Kalabrien ist ein Gebirgsland mitten im Meer. Das prägt die Vielfalt der Gerichte. Den Grundton geben die naturbelassenen Produkte einer jahrtausendealten Hirten-, Bauern- und Fischerkultur an. Albanische, byzantinische, spanische, ja orientalische Rezepte treffen sich zu einem spannenden, mediterranen Mix. In der waldreichsten Region Süditaliens bereichern auch funghi (Pilze) und cinghiali (Wildschweine) den Speisezettel. Pasta gehört fast jeden Tag auf den Teller, in verschiedenen Kombinationen, klassisch mit sugo, der Tomatensauce, oder mit Gemüse oder Hülsenfrüchten. Als secondo dann Fleisch oder Fisch – wichtig bleibt die Qualität und woher die Zutaten kommen, am liebsten a km zero, also aus der unmittelbaren Umgebung.
Bodenständige Trattorien im Landesinneren haben meist keine Karte – stattdessen vertrauen alle den Empfehlungen der mamma. Den Auftakt bilden lokale Käsesorten und luftgetrocknete Salami, dazu selbst sott’olio (in Olivenöl) eingelegte Gemüse und Pilze sowie marinierte Oliven und Holzofenbrot. Seit der Antike liebt man Hülsenfrüchte wie Saubohnen oder Kichererbsen, die nicht nur zu Suppen und Pürees verarbeitet, sondern auch zu hausgemachten Nudeln gegessen werden. Pastasaucen werden gern aus Lammfleisch mit Tomaten geköchelt. Eigentlich macht so ein primo piatto, ein erster (Nudel-)Gang, ja schon satt, wären da nicht die verführerischen secondi, die Hauptgerichte, die fast immer ohne contorni (Beilagen) serviert werden, wenn du sie nicht separat dazubestellst. Besonders gut schmecken Lamm und Zicklein, Sie werden als Festtagsbraten im Backofen gegart oder stundenlang im Tontopf geschmort. Kein Wunder, dass nach solch üppigen Schlemmereien meist nur frisches Obst gereicht wird.

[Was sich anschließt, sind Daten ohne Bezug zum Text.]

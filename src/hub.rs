use crate::app_id;
use crate::bridge::Registry;
use crate::config::HubConfig;
use crate::device::{DeviceLink, Myo};
use crate::engine::{AdapterId, Engine, EngineError, Event, Flow, HubHandle, RunMode};
use crate::listener::{Listener, ListenerId};
use crate::types::LockingPolicy;
use crate::{MyoError, Result};
use std::sync::{Arc, Mutex, MutexGuard, TryLockError};
use std::time::Duration;

struct HubState {
    engine: Box<dyn Engine>,
    /// `None` once the engine hub has been shut down.
    handle: Option<HubHandle>,
    registry: Registry,
}

/// A session with the Myo engine.
///
/// The hub owns the engine handle and every listener adapter installed in
/// it. Listener handlers only run inside [`Hub::run`], [`Hub::run_once`]
/// and [`Hub::wait_for_device`], on the calling thread.
///
/// Only one call may be in flight at a time. Overlapping calls, including
/// calls made from inside a handler, fail fast with
/// [`MyoError::ConcurrentUse`]. After [`Hub::release`] every operation except
/// `release` and `is_released` fails with [`MyoError::Released`]. Dropping
/// the hub releases it.
pub struct Hub {
    state: Mutex<HubState>,
    link: Arc<DeviceLink>,
    application_id: String,
}

impl Hub {
    /// Validate `application_id` and allocate an engine hub.
    pub fn new<E: Engine + 'static>(application_id: &str, engine: E) -> Result<Hub> {
        Self::with_config(HubConfig::new(application_id), engine)
    }

    /// Like [`Hub::new`], then apply the configured locking policy.
    pub fn with_config<E: Engine + 'static>(config: HubConfig, mut engine: E) -> Result<Hub> {
        app_id::validate(&config.application_id)?;

        let handle = engine
            .init_hub(&config.application_id)
            .map_err(MyoError::EngineInit)?;
        log::info!("Hub initialised for {} ({:?})", config.application_id, handle);

        let link = Arc::new(DeviceLink::new(engine.command_port()));
        let hub = Hub {
            state: Mutex::new(HubState {
                engine: Box::new(engine),
                handle: Some(handle),
                registry: Registry::default(),
            }),
            link,
            application_id: config.application_id,
        };

        if let Some(policy) = config.locking_policy {
            hub.set_locking_policy(policy)?;
        }

        Ok(hub)
    }

    pub fn application_id(&self) -> &str {
        &self.application_id
    }

    pub fn is_released(&self) -> bool {
        self.link.is_released()
    }

    /// Remove every listener and shut the engine hub down.
    ///
    /// Teardown runs once; later calls return `Ok(())`. If an engine call
    /// fails, teardown still completes and the first failure is returned.
    pub fn release(&self) -> Result<()> {
        if self.link.is_released() {
            return Ok(());
        }
        let mut state = match self.state.try_lock() {
            Ok(guard) => guard,
            Err(TryLockError::Poisoned(poisoned)) => {
                self.state.clear_poison();
                poisoned.into_inner()
            }
            Err(TryLockError::WouldBlock) if self.link.is_released() => return Ok(()),
            Err(TryLockError::WouldBlock) => return Err(MyoError::ConcurrentUse),
        };
        teardown(&self.link, &mut state)
    }

    pub fn set_locking_policy(&self, policy: LockingPolicy) -> Result<()> {
        let mut state = self.acquire()?;
        let handle = state.handle()?;
        log::debug!("Locking policy -> {:?}", policy);
        state.engine.set_locking_policy(handle, policy)?;
        Ok(())
    }

    /// Drive the engine for up to `duration`, dispatching every event that arrives.
    ///
    /// A zero duration processes only the events already pending. A handler
    /// error stops the pass and is returned.
    pub fn run(&self, duration: Duration) -> Result<()> {
        self.drive(duration, RunMode::All)
    }

    /// Drive the engine until one event has been processed or `duration` elapses.
    pub fn run_once(&self, duration: Duration) -> Result<()> {
        self.drive(duration, RunMode::Once)
    }

    fn drive(&self, duration: Duration, mode: RunMode) -> Result<()> {
        let mut state = self.acquire()?;
        let handle = state.handle()?;
        let HubState {
            engine, registry, ..
        } = &mut *state;

        let mut failure = None;
        let mut handler = |adapter: AdapterId, event: &Event| {
            match registry.dispatch(adapter, event, &self.link) {
                Ok(()) => Flow::Continue,
                Err(e) => {
                    failure = Some(e);
                    Flow::Stop
                }
            }
        };
        let outcome = engine.run(handle, duration, mode, &mut handler);

        match failure {
            Some(e) => Err(e),
            None => outcome.map_err(MyoError::from),
        }
    }

    /// Block until a Myo pairs, dispatching events to listeners meanwhile.
    ///
    /// A zero `timeout` waits indefinitely. Returns `Ok(None)` on timeout.
    pub fn wait_for_device(&self, timeout: Duration) -> Result<Option<Myo>> {
        let mut state = self.acquire()?;
        let handle = state.handle()?;
        let HubState {
            engine, registry, ..
        } = &mut *state;

        let mut failure = None;
        let mut handler = |adapter: AdapterId, event: &Event| {
            match registry.dispatch(adapter, event, &self.link) {
                Ok(()) => Flow::Continue,
                Err(e) => {
                    failure = Some(e);
                    Flow::Stop
                }
            }
        };
        let timeout = if timeout.is_zero() { None } else { Some(timeout) };
        let outcome = engine.wait_for_device(handle, timeout, &mut handler);

        if let Some(e) = failure {
            return Err(e);
        }
        let device = outcome?.map(|token| Myo::new(token, self.link.clone()));
        match &device {
            Some(myo) => log::info!("Found {:?}", myo),
            None => log::debug!("No Myo found within {:?}", timeout),
        }
        Ok(device)
    }

    /// Register `listener` and install an engine adapter for its handlers.
    ///
    /// Registering a listener that is already registered (or a clone of
    /// one) fails with [`MyoError::DuplicateListener`].
    pub fn add_listener(&self, listener: Listener) -> Result<ListenerId> {
        let mut state = self.acquire()?;
        let handle = state.handle()?;
        let id = listener.id();
        if state.registry.contains(id) {
            return Err(MyoError::DuplicateListener(id));
        }

        let capabilities = listener.capabilities();
        let adapter = state.engine.create_adapter(handle, capabilities)?;
        log::debug!(
            "Listener {} installed as {:?} with {:?}",
            id,
            adapter,
            capabilities
        );
        state.registry.insert(listener, adapter, capabilities);
        Ok(id)
    }

    /// Unregister a listener. Unknown ids are ignored.
    ///
    /// If the engine fails to destroy the adapter, the listener stays
    /// registered and release retries the destroy.
    pub fn remove_listener(&self, id: ListenerId) -> Result<()> {
        let mut state = self.acquire()?;
        let handle = state.handle()?;
        let Some(adapter) = state.registry.adapter_of(id) else {
            return Ok(());
        };
        match state.engine.destroy_adapter(handle, adapter) {
            Ok(()) => {}
            Err(EngineError::UnknownAdapter(_)) => {
                log::warn!("Adapter {:?} of listener {} already gone", adapter, id);
            }
            Err(e) => return Err(e.into()),
        }
        state.registry.remove(id);
        log::debug!("Listener {} removed ({:?})", id, adapter);
        Ok(())
    }

    pub fn is_registered(&self, id: ListenerId) -> Result<bool> {
        let state = self.acquire()?;
        Ok(state.registry.contains(id))
    }

    pub fn listener_count(&self) -> Result<usize> {
        let state = self.acquire()?;
        Ok(state.registry.len())
    }

    /// Release check first, then the single-call guard.
    fn acquire(&self) -> Result<MutexGuard<'_, HubState>> {
        if self.link.is_released() {
            return Err(MyoError::Released);
        }
        match self.state.try_lock() {
            Ok(guard) => Ok(guard),
            Err(TryLockError::Poisoned(poisoned)) => {
                log::warn!("Recovering hub state after a panicking handler");
                self.state.clear_poison();
                Ok(poisoned.into_inner())
            }
            Err(TryLockError::WouldBlock) => Err(MyoError::ConcurrentUse),
        }
    }
}

impl HubState {
    fn handle(&self) -> Result<HubHandle> {
        self.handle.ok_or(MyoError::Released)
    }
}

fn teardown(link: &DeviceLink, state: &mut HubState) -> Result<()> {
    let Some(handle) = state.handle.take() else {
        return Ok(());
    };
    link.mark_released();

    let mut first_error = None;
    for record in state.registry.drain() {
        log::debug!(
            "Removing listener {} ({:?})",
            record.listener.id(),
            record.adapter
        );
        if let Err(e) = state.engine.destroy_adapter(handle, record.adapter) {
            log::warn!("Failed to destroy adapter {:?}: {}", record.adapter, e);
            first_error.get_or_insert(e);
        }
    }

    if let Err(e) = state.engine.shutdown_hub(handle) {
        log::warn!("Failed to shut down hub {:?}: {}", handle, e);
        first_error.get_or_insert(e);
    }
    log::info!("Hub {:?} released", handle);

    match first_error {
        Some(e) => Err(e.into()),
        None => Ok(()),
    }
}

impl Drop for Hub {
    fn drop(&mut self) {
        let state = match self.state.get_mut() {
            Ok(state) => state,
            Err(poisoned) => poisoned.into_inner(),
        };
        if let Err(e) = teardown(&self.link, state) {
            log::warn!("Error while releasing hub on drop: {}", e);
        }
    }
}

Szenenwechsel ans Meer: Das feine Terrassenristorante stimmt seine Gäste mit einem verschwenderischen antipasto di mare ein: Salat von Tintenfischen mit Stangensellerie, geräucherter Thunfischbauch, frittierte Garnelen, bruschetta (Röstbrot), die mit dem „Kaviar des Südens“ bestrichen ist, einer Paste aus Babysardellen. Anschließend, wie könnte es anders sein, la pasta: Was hältst du beispielsweise von Spaghetti mit Schwertfisch und Minze oder mit Thunfischrogen und mollica (Bröseln)? Zum Hauptgang präsentiert der Padrone frische Fische zur Auswahl – der Tagesfang bestimmt das Angebot. Warum nicht selbst mit Hand anlegen und die Fischer beim Fang begleiten? Pescaturismo heißt dieses zeitgemäße Urlaubsvergnügen. Ein seltener Genuss sind Langusten oder Thunfisch, der scharf gegrillt und mit Olivenöl, Zitronensaft und Kräutern abgeschmeckt wird. Für eine schlichte frittura di paranza werden verschiedene Kleinfische in Öl ausgebacken.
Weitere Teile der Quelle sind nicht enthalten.